Part II – The Battle of Namka Chu8

China Prepares

On 29 May 1962, HQ General Staff of the PLA based on a directive from the Central Military Commission (CMC) issued firm instructions to the Tibet Military Command to plan military operations on the Sino-Indian border.  These instructions set into motion a chain of events that were to end in the massive attack on 20 Oct 1962.  Some of the important actions are listed below :-

(a)          A forward HQ of Tibet Military Command which was to command all operations in the Eastern Sector was formed.  This forward HQ was designated as Zang Zi 419 (Force 419) and was established at Lhasa on 11 June 1962.

(b)          Force 419 (equivalent of a division) had under its command 154, 155 and 157 Infantry Regiments, and some other combat support elements.  Their main task was to prevent any further Indian encroachments in Tawang Sector.

(c)           Another Force under Huo Guang, Deputy Political Commissar of the Chengdu Military Region was tasked to prevent any Indian ingress from Sikkim towards Gyantse and Yatung (Chumbi Valley).

(d)   11 Infantry Division was independently made responsible to prevent any Indian encroachments in the eastern part of Arunachal Pradesh, i.e. less Kameng Sector.

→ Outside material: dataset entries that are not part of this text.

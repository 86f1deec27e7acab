//! Pipeline configuration.
//!
//! Handles loading and saving configuration from a TOML file in the user's
//! config directory, validation of the analysis parameters, and the shared
//! handle the processing loop reads fresh once per cycle. Every field can
//! be changed live between cycles through [`SharedConfig`].

use std::fs;
use std::path::PathBuf;
use std::sync::{Arc, Mutex};

use serde::{Deserialize, Serialize};

use crate::error::{Result, SpecfallError};

/// Analysis parameters for the spectral pipeline.
#[derive(Debug, Clone, Serialize, Deserialize, PartialEq)]
pub struct PipelineConfig {
    /// Sample rate the audio source delivers at, in Hz
    #[serde(default = "default_sample_rate")]
    pub sample_rate: u32,
    /// FFT frame size; power of two, larger = finer frequency resolution
    #[serde(default = "default_fft_size")]
    pub fft_size: usize,
    /// Delay between processing cycles in ms (a 20 ms floor is applied)
    #[serde(default = "default_update_interval_ms")]
    pub update_interval_ms: u64,
    /// Number of spectral frames retained for the waterfall
    #[serde(default = "default_max_history_size")]
    pub max_history_size: usize,
    /// Lower edge of the displayed frequency range in Hz
    #[serde(default)]
    pub min_frequency_hz: f32,
    /// Upper edge of the displayed frequency range in Hz; None = Nyquist
    #[serde(default)]
    pub max_frequency_hz: Option<f32>,
}

fn default_sample_rate() -> u32 {
    44100
}

fn default_fft_size() -> usize {
    1024
}

fn default_update_interval_ms() -> u64 {
    30
}

fn default_max_history_size() -> usize {
    100
}

impl Default for PipelineConfig {
    fn default() -> Self {
        PipelineConfig {
            sample_rate: default_sample_rate(),
            fft_size: default_fft_size(),
            update_interval_ms: default_update_interval_ms(),
            max_history_size: default_max_history_size(),
            min_frequency_hz: 0.0,
            max_frequency_hz: None,
        }
    }
}

impl PipelineConfig {
    /// Upper edge of the zoom range, defaulting to Nyquist.
    pub fn max_frequency_hz(&self) -> f32 {
        self.max_frequency_hz
            .unwrap_or(self.sample_rate as f32 / 2.0)
    }

    /// Checks every precondition the pipeline relies on.
    ///
    /// # Errors
    /// [`SpecfallError::InvalidConfig`] naming the offending field.
    pub fn validate(&self) -> Result<()> {
        if self.sample_rate == 0 {
            return Err(SpecfallError::InvalidConfig(
                "sample_rate must be positive".into(),
            ));
        }
        if self.fft_size < 2 || !self.fft_size.is_power_of_two() {
            return Err(SpecfallError::InvalidConfig(format!(
                "fft_size must be a power of two >= 2, got {}",
                self.fft_size
            )));
        }
        if self.max_history_size == 0 {
            return Err(SpecfallError::InvalidConfig(
                "max_history_size must be positive".into(),
            ));
        }
        let nyquist = self.sample_rate as f32 / 2.0;
        let max_hz = self.max_frequency_hz();
        if self.min_frequency_hz < 0.0 {
            return Err(SpecfallError::InvalidConfig(
                "min_frequency_hz must not be negative".into(),
            ));
        }
        if self.min_frequency_hz >= max_hz {
            return Err(SpecfallError::InvalidConfig(format!(
                "min_frequency_hz ({}) must be below max_frequency_hz ({max_hz})",
                self.min_frequency_hz
            )));
        }
        if max_hz > nyquist {
            return Err(SpecfallError::InvalidConfig(format!(
                "max_frequency_hz ({max_hz}) exceeds the Nyquist frequency ({nyquist})"
            )));
        }
        Ok(())
    }

    /// Loads configuration from the user's config directory.
    ///
    /// # Errors
    /// - If the config directory cannot be determined
    /// - If the config file cannot be read
    /// - If the TOML is malformed or fails validation
    pub fn load() -> anyhow::Result<Self> {
        let config_path = get_config_path()?;
        let config_content = fs::read_to_string(&config_path)?;
        let config: PipelineConfig = toml::from_str(&config_content)?;
        config.validate()?;
        Ok(config)
    }

    /// Saves configuration to the user's config directory.
    ///
    /// # Errors
    /// - If the config directory cannot be determined or created
    /// - If the file cannot be written
    pub fn save(&self) -> anyhow::Result<()> {
        let config_path = get_config_path()?;
        if let Some(parent) = config_path.parent() {
            fs::create_dir_all(parent)?;
        }
        let config_content = toml::to_string_pretty(self)?;
        fs::write(&config_path, config_content)?;
        tracing::info!("Configuration saved");
        Ok(())
    }
}

/// Returns the path to the configuration file.
fn get_config_path() -> anyhow::Result<PathBuf> {
    let config_dir = dirs::config_dir()
        .ok_or_else(|| anyhow::anyhow!("Could not determine config directory"))?;
    Ok(config_dir.join("specfall").join("config.toml"))
}

/// Externally-mutable configuration handle.
///
/// The processing loop takes one consistent copy per cycle through
/// [`SharedConfig::get`]; edits go through [`SharedConfig::update`], which
/// validates the result before committing so an invalid live edit never
/// reaches the loop.
#[derive(Debug, Clone)]
pub struct SharedConfig(Arc<Mutex<PipelineConfig>>);

impl SharedConfig {
    /// Wraps a validated configuration.
    pub fn new(config: PipelineConfig) -> Result<Self> {
        config.validate()?;
        Ok(SharedConfig(Arc::new(Mutex::new(config))))
    }

    /// One consistent copy of the current configuration.
    pub fn get(&self) -> PipelineConfig {
        self.0.lock().unwrap().clone()
    }

    /// Applies `edit` to a copy, validates it, and commits on success.
    ///
    /// # Errors
    /// [`SpecfallError::InvalidConfig`] if the edited config fails
    /// validation; the previous configuration stays in effect.
    pub fn update(&self, edit: impl FnOnce(&mut PipelineConfig)) -> Result<()> {
        let mut guard = self.0.lock().unwrap();
        let mut edited = guard.clone();
        edit(&mut edited);
        edited.validate()?;
        *guard = edited;
        Ok(())
    }
}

                In addition to the above, the CMC asked Tibet Frontier Forces to make preparations to resume patrolling which had been halted a few months earlier.  In response to the setting up of Dhola Post by India in early Jun 1962,  GHQ PLA issued instructions regarding measures for “strengthening Sino-Indian Eastern Front and military posture in the Central Sector”.  On 06 Sep 1962 Gouzhi Xian, the Deputy Commander  of Shannan Military District and Shi Zong Kuan, the Political Commissar of 2 Infantry Regiment alongwith the 3rd Company of this Regiment entered into the Namka Chu area  (this was probably the force that was reported by Dhola Post Commander to have surrounded the Post on 08 Sep).  Later they set up posts along the northern bank of the Namka Chu and were face to face with the Indian troops at Dhola which was on the southern bank in the area of Bridge III.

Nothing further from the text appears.